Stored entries
○ ○ ○ ○ ○

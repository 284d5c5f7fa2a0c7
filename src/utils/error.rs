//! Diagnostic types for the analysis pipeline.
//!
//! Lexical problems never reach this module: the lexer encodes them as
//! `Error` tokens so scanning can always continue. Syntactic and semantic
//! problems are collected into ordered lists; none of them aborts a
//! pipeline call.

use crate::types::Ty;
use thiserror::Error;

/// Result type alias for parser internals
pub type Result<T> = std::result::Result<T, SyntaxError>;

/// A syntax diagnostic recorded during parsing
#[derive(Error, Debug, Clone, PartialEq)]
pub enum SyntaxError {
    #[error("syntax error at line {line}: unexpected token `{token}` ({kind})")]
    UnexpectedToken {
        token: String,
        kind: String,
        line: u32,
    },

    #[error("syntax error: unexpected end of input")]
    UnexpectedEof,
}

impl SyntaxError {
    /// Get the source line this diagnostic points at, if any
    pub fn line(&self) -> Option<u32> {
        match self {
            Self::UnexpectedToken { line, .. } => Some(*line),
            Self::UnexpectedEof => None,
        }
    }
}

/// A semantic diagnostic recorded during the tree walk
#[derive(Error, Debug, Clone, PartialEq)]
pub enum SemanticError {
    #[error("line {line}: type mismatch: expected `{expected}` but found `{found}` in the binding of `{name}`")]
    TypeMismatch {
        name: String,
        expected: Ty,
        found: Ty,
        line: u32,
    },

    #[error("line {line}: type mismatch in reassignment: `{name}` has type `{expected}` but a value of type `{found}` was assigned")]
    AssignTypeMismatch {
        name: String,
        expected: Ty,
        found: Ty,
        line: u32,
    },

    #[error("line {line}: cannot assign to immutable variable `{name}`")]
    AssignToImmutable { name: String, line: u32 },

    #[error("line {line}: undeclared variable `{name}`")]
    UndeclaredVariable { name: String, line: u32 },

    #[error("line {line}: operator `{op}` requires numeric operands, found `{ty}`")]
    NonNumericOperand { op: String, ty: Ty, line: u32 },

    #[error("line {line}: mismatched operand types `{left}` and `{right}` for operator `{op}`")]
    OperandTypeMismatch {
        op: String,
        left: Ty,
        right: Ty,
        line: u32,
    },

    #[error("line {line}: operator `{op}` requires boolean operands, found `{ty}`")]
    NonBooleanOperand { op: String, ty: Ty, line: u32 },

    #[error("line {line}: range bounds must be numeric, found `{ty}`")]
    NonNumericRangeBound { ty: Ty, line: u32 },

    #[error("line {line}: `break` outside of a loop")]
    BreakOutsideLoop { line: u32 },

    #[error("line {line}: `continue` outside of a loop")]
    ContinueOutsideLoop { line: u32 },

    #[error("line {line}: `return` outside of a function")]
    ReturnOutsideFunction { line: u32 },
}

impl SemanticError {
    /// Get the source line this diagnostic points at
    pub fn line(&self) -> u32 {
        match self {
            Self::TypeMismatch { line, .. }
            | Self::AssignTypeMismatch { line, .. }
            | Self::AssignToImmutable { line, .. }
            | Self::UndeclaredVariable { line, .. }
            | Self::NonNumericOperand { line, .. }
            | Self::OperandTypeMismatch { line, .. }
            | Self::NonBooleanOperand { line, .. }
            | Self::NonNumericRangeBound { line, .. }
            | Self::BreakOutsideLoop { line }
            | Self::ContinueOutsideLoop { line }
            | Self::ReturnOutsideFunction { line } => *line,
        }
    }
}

○ ○ ○ ○ ○

### ACTIVITY
Start with the line above that contains "pub fn line(&self) -> Option<u32>" and end with the line that contains "numeric operands, found". Write out those lines exactly, and only those.

### RESULT OF THE TASK
    pub fn line(&self) -> Option<u32> {
        match self {
            Self::UnexpectedToken { line, .. } => Some(*line),
            Self::UnexpectedEof => None,
        }
    }
}

/// A semantic diagnostic recorded during the tree walk
#[derive(Error, Debug, Clone, PartialEq)]
pub enum SemanticError {
    #[error("line {line}: type mismatch: expected `{expected}` but found `{found}` in the binding of `{name}`")]
    TypeMismatch {
        name: String,
        expected: Ty,
        found: Ty,
        line: u32,
    },

    #[error("line {line}: type mismatch in reassignment: `{name}` has type `{expected}` but a value of type `{found}` was assigned")]
    AssignTypeMismatch {
        name: String,
        expected: Ty,
        found: Ty,
        line: u32,
    },

    #[error("line {line}: cannot assign to immutable variable `{name}`")]
    AssignToImmutable { name: String, line: u32 },

    #[error("line {line}: undeclared variable `{name}`")]
    UndeclaredVariable { name: String, line: u32 },

    #[error("line {line}: operator `{op}` requires numeric operands, found `{ty}`")]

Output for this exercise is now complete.